> WHAT YOU ARE ASKED TO DO
Output every line of the listing, exactly and completely.

> INFORMATION SUPPLIED
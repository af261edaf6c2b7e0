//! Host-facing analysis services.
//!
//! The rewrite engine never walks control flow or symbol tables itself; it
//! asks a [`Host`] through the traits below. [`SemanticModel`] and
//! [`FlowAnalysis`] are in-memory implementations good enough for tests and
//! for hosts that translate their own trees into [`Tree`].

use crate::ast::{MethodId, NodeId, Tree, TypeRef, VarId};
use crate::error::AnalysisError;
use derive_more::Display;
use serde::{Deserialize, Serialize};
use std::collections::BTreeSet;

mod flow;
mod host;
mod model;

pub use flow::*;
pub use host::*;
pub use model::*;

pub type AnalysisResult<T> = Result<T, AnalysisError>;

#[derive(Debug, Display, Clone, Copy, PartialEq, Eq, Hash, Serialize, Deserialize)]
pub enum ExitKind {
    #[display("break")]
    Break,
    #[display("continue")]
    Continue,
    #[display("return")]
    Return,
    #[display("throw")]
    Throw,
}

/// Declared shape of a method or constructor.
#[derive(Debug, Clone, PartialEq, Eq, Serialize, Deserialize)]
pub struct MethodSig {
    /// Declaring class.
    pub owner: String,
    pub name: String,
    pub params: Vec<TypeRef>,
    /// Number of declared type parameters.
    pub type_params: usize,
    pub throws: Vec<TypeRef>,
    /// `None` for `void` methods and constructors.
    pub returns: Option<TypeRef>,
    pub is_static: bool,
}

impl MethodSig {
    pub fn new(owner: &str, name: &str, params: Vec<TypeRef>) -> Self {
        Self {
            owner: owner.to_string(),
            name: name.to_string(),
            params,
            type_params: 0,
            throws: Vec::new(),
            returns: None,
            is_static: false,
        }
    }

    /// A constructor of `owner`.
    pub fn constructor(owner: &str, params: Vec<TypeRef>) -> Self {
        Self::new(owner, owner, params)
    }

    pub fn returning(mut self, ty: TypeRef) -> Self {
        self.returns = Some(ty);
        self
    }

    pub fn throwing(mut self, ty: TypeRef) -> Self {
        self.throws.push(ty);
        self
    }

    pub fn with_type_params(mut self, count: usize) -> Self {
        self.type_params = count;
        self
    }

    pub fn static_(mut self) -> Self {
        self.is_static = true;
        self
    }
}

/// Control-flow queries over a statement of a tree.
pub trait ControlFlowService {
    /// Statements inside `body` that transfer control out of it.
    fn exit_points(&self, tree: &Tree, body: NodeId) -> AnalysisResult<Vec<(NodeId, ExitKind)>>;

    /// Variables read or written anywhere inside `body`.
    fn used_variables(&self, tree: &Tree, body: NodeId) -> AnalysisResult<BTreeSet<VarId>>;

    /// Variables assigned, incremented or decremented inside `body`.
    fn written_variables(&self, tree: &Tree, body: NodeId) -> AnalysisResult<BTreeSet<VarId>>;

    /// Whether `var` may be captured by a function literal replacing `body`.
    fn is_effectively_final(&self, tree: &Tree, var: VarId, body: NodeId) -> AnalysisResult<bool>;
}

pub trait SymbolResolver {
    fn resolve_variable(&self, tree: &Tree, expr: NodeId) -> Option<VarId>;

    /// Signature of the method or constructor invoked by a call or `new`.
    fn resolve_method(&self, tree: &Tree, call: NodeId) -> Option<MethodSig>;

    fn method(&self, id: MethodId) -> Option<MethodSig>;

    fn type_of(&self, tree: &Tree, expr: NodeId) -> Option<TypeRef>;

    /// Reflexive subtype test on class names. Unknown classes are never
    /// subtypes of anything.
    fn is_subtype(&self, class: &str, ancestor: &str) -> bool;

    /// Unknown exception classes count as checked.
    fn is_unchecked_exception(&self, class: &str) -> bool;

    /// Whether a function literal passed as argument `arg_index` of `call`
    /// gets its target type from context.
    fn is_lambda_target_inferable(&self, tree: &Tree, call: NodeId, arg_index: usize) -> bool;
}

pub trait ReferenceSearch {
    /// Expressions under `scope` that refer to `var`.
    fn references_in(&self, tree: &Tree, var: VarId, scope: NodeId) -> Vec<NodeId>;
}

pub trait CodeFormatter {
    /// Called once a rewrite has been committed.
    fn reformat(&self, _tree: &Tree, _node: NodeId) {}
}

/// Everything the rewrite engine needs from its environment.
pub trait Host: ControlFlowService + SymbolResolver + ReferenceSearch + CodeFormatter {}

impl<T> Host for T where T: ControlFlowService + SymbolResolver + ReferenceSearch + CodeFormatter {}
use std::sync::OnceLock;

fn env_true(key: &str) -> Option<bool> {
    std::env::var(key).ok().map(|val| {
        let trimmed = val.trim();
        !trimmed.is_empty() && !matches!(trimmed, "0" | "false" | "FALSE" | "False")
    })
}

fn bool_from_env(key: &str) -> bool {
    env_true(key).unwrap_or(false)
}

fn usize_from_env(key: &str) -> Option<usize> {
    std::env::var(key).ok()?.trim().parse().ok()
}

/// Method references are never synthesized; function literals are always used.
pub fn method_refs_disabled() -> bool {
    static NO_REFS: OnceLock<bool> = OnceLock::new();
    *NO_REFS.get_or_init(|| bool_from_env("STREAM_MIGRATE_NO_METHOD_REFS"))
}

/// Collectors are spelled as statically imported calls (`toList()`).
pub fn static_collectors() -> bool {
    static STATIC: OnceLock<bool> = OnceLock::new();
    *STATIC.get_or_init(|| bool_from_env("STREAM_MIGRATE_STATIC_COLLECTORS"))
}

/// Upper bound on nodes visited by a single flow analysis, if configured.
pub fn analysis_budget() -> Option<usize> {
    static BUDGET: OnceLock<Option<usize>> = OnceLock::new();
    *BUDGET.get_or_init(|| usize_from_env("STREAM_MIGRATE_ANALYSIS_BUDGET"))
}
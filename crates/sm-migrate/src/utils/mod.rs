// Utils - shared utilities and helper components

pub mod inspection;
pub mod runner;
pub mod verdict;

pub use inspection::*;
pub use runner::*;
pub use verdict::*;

> OUTPUT BELOW
repository af261edaf6c2b7e0
//! Host-facing analysis services.
//!
//! The rewrite engine never walks control flow or symbol tables itself; it
//! asks a [`Host`] through the traits below. [`SemanticModel`] and
//! [`FlowAnalysis`] are in-memory implementations good enough for tests and
//! for hosts that translate their own trees into [`Tree`].

use crate::ast::{MethodId, NodeId, Tree, TypeRef, VarId};
use crate::error::AnalysisError;
use derive_more::Display;
use serde::{Deserialize, Serialize};
use std::collections::BTreeSet;

mod flow;
mod host;
mod model;

pub use flow::*;
pub use host::*;
pub use model::*;

pub type AnalysisResult<T> = Result<T, AnalysisError>;

#[derive(Debug, Display, Clone, Copy, PartialEq, Eq, Hash, Serialize, Deserialize)]
pub enum ExitKind {
    #[display("break")]
    Break,
    #[display("continue")]
    Continue,
    #[display("return")]
    Return,
    #[display("throw")]
    Throw,
}

/// Declared shape of a method or constructor.
#[derive(Debug, Clone, PartialEq, Eq, Serialize, Deserialize)]
pub struct MethodSig {
    /// Declaring class.
    pub owner: String,
    pub name: String,
    pub params: Vec<TypeRef>,
    /// Number of declared type parameters.
    pub type_params: usize,
    pub throws: Vec<TypeRef>,
    /// `None` for `void` methods and constructors.
    pub returns: Option<TypeRef>,
    pub is_static: bool,
}

impl MethodSig {
    pub fn new(owner: &str, name: &str, params: Vec<TypeRef>) -> Self {
        Self {
            owner: owner.to_string(),
            name: name.to_string(),
            params,
            type_params: 0,
            throws: Vec::new(),
            returns: None,
            is_static: false,
        }
    }

    /// A constructor of `owner`.
    pub fn constructor(owner: &str, params: Vec<TypeRef>) -> Self {
        Self::new(owner, owner, params)
    }

    pub fn returning(mut self, ty: TypeRef) -> Self {
        self.returns = Some(ty);
        self
    }

    pub fn throwing(mut self, ty: TypeRef) -> Self {
        self.throws.push(ty);
        self
    }

    pub fn with_type_params(mut self, count: usize) -> Self {
        self.type_params = count;
        self
    }

    pub fn static_(mut self) -> Self {
        self.is_static = true;
        self
    }
}

/// Control-flow queries over a statement of a tree.
pub trait ControlFlowService {
    /// Statements inside `body` that transfer control out of it.
    fn exit_points(&self, tree: &Tree, body: NodeId) -> AnalysisResult<Vec<(NodeId, ExitKind)>>;

    /// Variables read or written anywhere inside `body`.
    fn used_variables(&self, tree: &Tree, body: NodeId) -> AnalysisResult<BTreeSet<VarId>>;

    /// Variables assigned, incremented or decremented inside `body`.
    fn written_variables(&self, tree: &Tree, body: NodeId) -> AnalysisResult<BTreeSet<VarId>>;

    /// Whether `var` may be captured by a function literal replacing `body`.
    fn is_effectively_final(&self, tree: &Tree, var: VarId, body: NodeId) -> AnalysisResult<bool>;
}

pub trait SymbolResolver {
    fn resolve_variable(&self, tree: &Tree, expr: NodeId) -> Option<VarId>;

    /// Signature of the method or constructor invoked by a call or `new`.
    fn resolve_method(&self, tree: &Tree, call: NodeId) -> Option<MethodSig>;

    fn method(&self, id: MethodId) -> Option<MethodSig>;

    fn type_of(&self, tree: &Tree, expr: NodeId) -> Option<TypeRef>;

    /// Reflexive subtype test on class names. Unknown classes are never
    /// subtypes of anything.
    fn is_subtype(&self, class: &str, ancestor: &str) -> bool;

    /// Unknown exception classes count as checked.
    fn is_unchecked_exception(&self, class: &str) -> bool;

    /// Whether a function literal passed as argument `arg_index` of `call`
    /// gets its target type from context.
    fn is_lambda_target_inferable(&self, tree: &Tree, call: NodeId, arg_index: usize) -> bool;
}

pub trait ReferenceSearch {
    /// Expressions under `scope` that refer to `var`.
    fn references_in(&self, tree: &Tree, var: VarId, scope: NodeId) -> Vec<NodeId>;
}

pub trait CodeFormatter {
    /// Called once a rewrite has been committed.
    fn reformat(&self, _tree: &Tree, _node: NodeId) {}
}

/// Everything the rewrite engine needs from its environment.
pub trait Host: ControlFlowService + SymbolResolver + ReferenceSearch + CodeFormatter {}

impl<T> Host for T where T: ControlFlowService + SymbolResolver + ReferenceSearch + CodeFormatter {}
use std::sync::OnceLock;

fn env_true(key: &str) -> Option<bool> {
    std::env::var(key).ok().map(|val| {
        let trimmed = val.trim();
        !trimmed.is_empty() && !matches!(trimmed, "0" | "false" | "FALSE" | "False")
    })
}

fn bool_from_env(key: &str) -> bool {
    env_true(key).unwrap_or(false)
}

fn usize_from_env(key: &str) -> Option<usize> {
    std::env::var(key).ok()?.trim().parse().ok()
}

/// Method references are never synthesized; function literals are always used.
pub fn method_refs_disabled() -> bool {
    static NO_REFS: OnceLock<bool> = OnceLock::new();
    *NO_REFS.get_or_init(|| bool_from_env("STREAM_MIGRATE_NO_METHOD_REFS"))
}

/// Collectors are spelled as statically imported calls (`toList()`).
pub fn static_collectors() -> bool {
    static STATIC: OnceLock<bool> = OnceLock::new();
    *STATIC.get_or_init(|| bool_from_env("STREAM_MIGRATE_STATIC_COLLECTORS"))
}

/// Upper bound on nodes visited by a single flow analysis, if configured.
pub fn analysis_budget() -> Option<usize> {
    static BUDGET: OnceLock<Option<usize>> = OnceLock::new();
    *BUDGET.get_or_init(|| usize_from_env("STREAM_MIGRATE_ANALYSIS_BUDGET"))
}
filename crates/sm-migrate/src/utils/mod.rs
// Utils - shared utilities and helper components

pub mod inspection;
pub mod runner;
pub mod verdict;

pub use inspection::*;
pub use runner::*;
pub use verdict::*;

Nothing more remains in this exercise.